Data records:
_____

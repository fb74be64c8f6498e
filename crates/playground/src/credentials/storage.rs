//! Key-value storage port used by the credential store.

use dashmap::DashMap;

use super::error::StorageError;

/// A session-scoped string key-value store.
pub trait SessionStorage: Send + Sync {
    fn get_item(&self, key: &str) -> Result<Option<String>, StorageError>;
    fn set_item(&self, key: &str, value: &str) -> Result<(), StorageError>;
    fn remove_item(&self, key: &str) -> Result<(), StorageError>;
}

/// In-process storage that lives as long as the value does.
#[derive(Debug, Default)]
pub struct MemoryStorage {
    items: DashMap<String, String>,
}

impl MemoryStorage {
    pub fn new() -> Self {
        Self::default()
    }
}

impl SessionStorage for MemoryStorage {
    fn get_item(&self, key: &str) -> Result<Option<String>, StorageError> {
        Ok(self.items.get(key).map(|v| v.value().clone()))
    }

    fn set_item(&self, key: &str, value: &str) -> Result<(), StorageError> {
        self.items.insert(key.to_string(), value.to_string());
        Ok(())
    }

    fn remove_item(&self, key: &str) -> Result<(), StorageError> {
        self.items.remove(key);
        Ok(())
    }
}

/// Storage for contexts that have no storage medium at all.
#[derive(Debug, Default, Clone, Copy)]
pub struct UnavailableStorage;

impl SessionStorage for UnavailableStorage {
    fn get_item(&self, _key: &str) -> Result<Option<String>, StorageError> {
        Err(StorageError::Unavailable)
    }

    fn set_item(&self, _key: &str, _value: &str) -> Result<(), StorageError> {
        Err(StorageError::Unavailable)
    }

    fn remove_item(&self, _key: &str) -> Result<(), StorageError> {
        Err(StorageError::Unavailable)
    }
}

_____

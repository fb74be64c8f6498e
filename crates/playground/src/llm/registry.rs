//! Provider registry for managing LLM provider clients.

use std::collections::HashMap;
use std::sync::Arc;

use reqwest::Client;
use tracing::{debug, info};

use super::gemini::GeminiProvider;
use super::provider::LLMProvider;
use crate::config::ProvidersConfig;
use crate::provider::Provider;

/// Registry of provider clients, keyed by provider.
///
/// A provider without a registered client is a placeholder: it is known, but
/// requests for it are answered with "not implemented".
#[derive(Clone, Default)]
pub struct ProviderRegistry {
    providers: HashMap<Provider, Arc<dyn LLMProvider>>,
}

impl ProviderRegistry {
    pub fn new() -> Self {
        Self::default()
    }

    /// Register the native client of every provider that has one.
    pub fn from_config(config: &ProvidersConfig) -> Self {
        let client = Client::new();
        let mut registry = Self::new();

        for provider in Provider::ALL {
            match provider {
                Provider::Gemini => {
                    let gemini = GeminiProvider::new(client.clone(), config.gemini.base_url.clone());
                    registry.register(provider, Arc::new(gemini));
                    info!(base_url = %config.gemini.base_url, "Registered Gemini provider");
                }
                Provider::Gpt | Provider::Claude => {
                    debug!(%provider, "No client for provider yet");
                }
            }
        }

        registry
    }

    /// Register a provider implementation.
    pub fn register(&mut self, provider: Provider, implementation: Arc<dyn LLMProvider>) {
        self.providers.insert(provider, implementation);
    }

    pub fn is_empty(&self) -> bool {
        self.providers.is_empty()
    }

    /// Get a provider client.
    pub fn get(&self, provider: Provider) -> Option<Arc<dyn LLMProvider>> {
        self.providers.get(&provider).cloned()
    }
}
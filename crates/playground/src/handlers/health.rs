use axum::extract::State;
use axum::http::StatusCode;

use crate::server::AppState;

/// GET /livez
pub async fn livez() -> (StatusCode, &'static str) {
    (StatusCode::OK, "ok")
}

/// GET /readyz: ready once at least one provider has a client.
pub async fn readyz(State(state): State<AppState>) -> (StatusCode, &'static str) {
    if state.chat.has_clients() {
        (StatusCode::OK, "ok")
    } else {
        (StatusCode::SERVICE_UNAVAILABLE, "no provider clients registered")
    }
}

_____

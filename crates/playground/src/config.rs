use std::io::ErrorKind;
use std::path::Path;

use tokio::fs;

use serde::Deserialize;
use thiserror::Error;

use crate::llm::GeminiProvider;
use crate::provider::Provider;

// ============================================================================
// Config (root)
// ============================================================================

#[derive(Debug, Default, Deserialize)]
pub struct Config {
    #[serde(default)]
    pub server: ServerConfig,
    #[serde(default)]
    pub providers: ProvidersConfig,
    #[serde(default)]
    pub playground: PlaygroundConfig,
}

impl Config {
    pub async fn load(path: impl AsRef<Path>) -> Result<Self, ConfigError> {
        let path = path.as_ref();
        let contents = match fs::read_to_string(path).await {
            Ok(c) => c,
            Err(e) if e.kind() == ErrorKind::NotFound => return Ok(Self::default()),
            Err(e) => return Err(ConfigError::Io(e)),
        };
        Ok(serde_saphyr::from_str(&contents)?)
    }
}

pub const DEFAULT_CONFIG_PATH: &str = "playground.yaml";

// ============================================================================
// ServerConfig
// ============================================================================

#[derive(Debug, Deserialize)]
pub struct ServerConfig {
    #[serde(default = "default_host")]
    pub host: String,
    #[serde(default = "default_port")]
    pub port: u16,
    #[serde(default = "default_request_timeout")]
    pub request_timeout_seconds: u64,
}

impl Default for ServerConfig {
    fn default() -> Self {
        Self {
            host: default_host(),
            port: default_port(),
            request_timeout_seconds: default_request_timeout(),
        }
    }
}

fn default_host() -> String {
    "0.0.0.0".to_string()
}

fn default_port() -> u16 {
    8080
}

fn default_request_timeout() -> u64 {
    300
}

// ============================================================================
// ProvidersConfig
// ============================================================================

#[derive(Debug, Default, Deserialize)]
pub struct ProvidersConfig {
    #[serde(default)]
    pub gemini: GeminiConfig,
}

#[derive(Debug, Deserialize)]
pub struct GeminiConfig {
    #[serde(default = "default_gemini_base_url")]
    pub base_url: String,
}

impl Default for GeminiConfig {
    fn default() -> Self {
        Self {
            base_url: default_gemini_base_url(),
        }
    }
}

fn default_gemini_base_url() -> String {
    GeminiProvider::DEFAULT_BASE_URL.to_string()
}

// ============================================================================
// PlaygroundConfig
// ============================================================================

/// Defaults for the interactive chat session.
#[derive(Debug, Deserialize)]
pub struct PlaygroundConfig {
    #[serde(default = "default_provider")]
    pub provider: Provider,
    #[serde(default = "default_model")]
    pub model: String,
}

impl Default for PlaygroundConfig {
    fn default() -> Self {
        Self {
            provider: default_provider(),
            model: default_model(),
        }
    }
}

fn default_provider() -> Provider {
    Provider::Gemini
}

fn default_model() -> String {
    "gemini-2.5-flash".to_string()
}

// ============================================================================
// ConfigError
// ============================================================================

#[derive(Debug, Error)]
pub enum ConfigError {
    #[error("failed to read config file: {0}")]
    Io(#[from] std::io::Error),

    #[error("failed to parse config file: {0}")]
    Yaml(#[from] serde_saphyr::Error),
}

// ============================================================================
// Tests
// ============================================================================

_____

Assignment:
Please return all lines from the records that hold the word "struct".

Output of the exercise:
pub struct MemoryStorage {
pub struct UnavailableStorage;
pub struct ProviderRegistry {
pub struct Config {
pub struct ServerConfig {
pub struct ProvidersConfig {
pub struct GeminiConfig {
pub struct PlaygroundConfig {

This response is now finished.